MSP, methylation-specific PCR; BS-Seq, bisulfite sequencing.

3. Bisulfite Sequencing Analysis

Bisulfite modification of DNA was used for PCR reaction to clone alleles of target amplicons. The PCR amplicons were gelpurified and subcloned into the pCRII-TOPO vector (Invitrogen, Carlsbad CA, USA). At least 7 clones were randomly selected and sequenced on an ABI3730xl DNA analyzer to ascertain the methylation patterns of each locus. All primers for the bisulfite sequencing analysis are listed in Table 2.

4. Statistical Analysis

All statistical analyses were performed using the STATA 9.2 software package (StataCorp., College Station, TX, USA). The data from most analyses were compared using a t-test, while continuous variables were analyzed using the Mann-Whitney U-test. P-values of less than 0.05 were considered significant.

RESULTS

1. Abnormal Hypermethylation of TSGs in CD Patients

In this study, we investigated transcriptional silencing by promoter hypermethylation of 15 well-known TSG candidates (TFPI2, GATA4, p16, sFRP1, sFRP4, MGMT, Sox17, HIC1, sFRP2, sFRP5, p14, p15, GATA5, E-cadherin, and Timp3) in samples from patients with CD. These genes were previously reported on the basis of comprehensive studies of candidate TSGs in colon cancer, and the transcriptional silencing of these suppressors is regulated by promoter hypermethylation in many cancer types [7]. In addition, highly sensitive DNA methylation markers in colon cancer could be used to detect the risk level of patients with inflammatory diseases, such as UC and CD. Motivated by this possibility, we previously analyzed DNA methylation in UC samples [15,16] and serum samples of CD patients [17]. Based on previous studies, we were aware of that unknown TSGs could be abnormally hypermethylated in patients with CD. Here, we extracted genomic DNA from patient tissues with CD (n = 15) (Table 1).
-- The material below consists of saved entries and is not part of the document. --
//! Error taxonomy for catalog loading, negotiation and message resolution.

use std::path::PathBuf;

/// Result alias used throughout the crate.
pub type Result<T> = std::result::Result<T, I18nError>;

/// Everything that can go wrong inside the translator core.
///
/// Load errors (`ReadFile`, `ParseFile`, `UnsupportedFormat`, `UnknownLanguage`,
/// `InvalidMessage`, `Walk`) abort a whole load. `MalformedCount`,
/// `MissingTemplateField`, `MalformedTemplate` and `InvalidTemplateData`
/// abort a single resolution.
/// `MissingOption` / `InvalidOption` are configuration errors that extractors
/// report and then contribute nothing.
#[derive(Debug, thiserror::Error)]
pub enum I18nError {
    #[error("invalid language tag '{input}': {reason}")]
    InvalidLanguage { input: String, reason: String },

    #[error("unable to read locale file {}: {source}", path.display())]
    ReadFile {
        path: PathBuf,
        #[source]
        source: std::io::Error,
    },

    #[error("unable to parse locale file {}: {reason}", path.display())]
    ParseFile { path: PathBuf, reason: String },

    #[error("no unmarshaller registered for '{extension}' (locale file {})", path.display())]
    UnsupportedFormat { path: PathBuf, extension: String },

    #[error("unable to determine the language of locale file {}", path.display())]
    UnknownLanguage { path: PathBuf },

    #[error("invalid message '{id}': {reason}")]
    InvalidMessage { id: String, reason: String },

    #[error("malformed plural count '{value}'")]
    MalformedCount { value: String },

    #[error("message '{message_id}' references unknown template field '{field}'")]
    MissingTemplateField { message_id: String, field: String },

    #[error("message '{message_id}' has a malformed template: {reason}")]
    MalformedTemplate { message_id: String, reason: String },

    #[error("template data must serialize to a map: {reason}")]
    InvalidTemplateData { reason: String },

    #[error("error walking locale files at {}: {reason}", path.display())]
    Walk { path: PathBuf, reason: String },

    #[error("\"{key}\" is not defined in the extractor options")]
    MissingOption { key: String },

    #[error("extractor option \"{key}\" must be {expected}")]
    InvalidOption { key: String, expected: &'static str },
}

impl I18nError {
    /// Configuration errors are logged by the negotiator instead of surfacing.
    pub fn is_configuration(&self) -> bool {
        matches!(
            self,
            I18nError::MissingOption { .. } | I18nError::InvalidOption { .. }
        )
    }
}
First, using MSP analysis, we assessed the methylation level of the promoter regions of 15 genes (TFPI2, GATA4, p16, sFRP1, sFRP4, MGMT, Sox17, HIC1, sFRP2, sFRP5, p14, p15, GATA5, E-cadherin, and Timp3) (Table 2) in tissue samples from patient with CD. Conventional MSP analysis was performed successfully with most samples. Fig. 1 displays the frequency of hypermethylation for the 15 gene promoter regions in patient tissues with CD. For most of the CD samples we tested, sFRP1, sFRP2, sFRP5, and Sox17 showed the highest hypermethylation levels (100% frequencies), and TFPI2, GATA4, sFRP4, GATA5, HIC1, and p15 showed methylation frequencies of 66.7%, 60.0%, 46.7%, 33.3%, 13.3%, and 6.7%, respectively. The other 5 genes (p16, p14, E-cadherin, MGMT, and Timp3) showed no methylation in the CD samples.
Fig. 1.

Summarized results from the methylation analyses on the tumor suppressor genes identified from colon cancer and obtained from patients with CD. Each square and number indicates a single CD patient blood sample. The white square indicates the unmethylated CpG sites. The black square indicates the methylated CpG sites. The Bar graph presents methylation frequencies of tested genes. E-cad, Ecadherin.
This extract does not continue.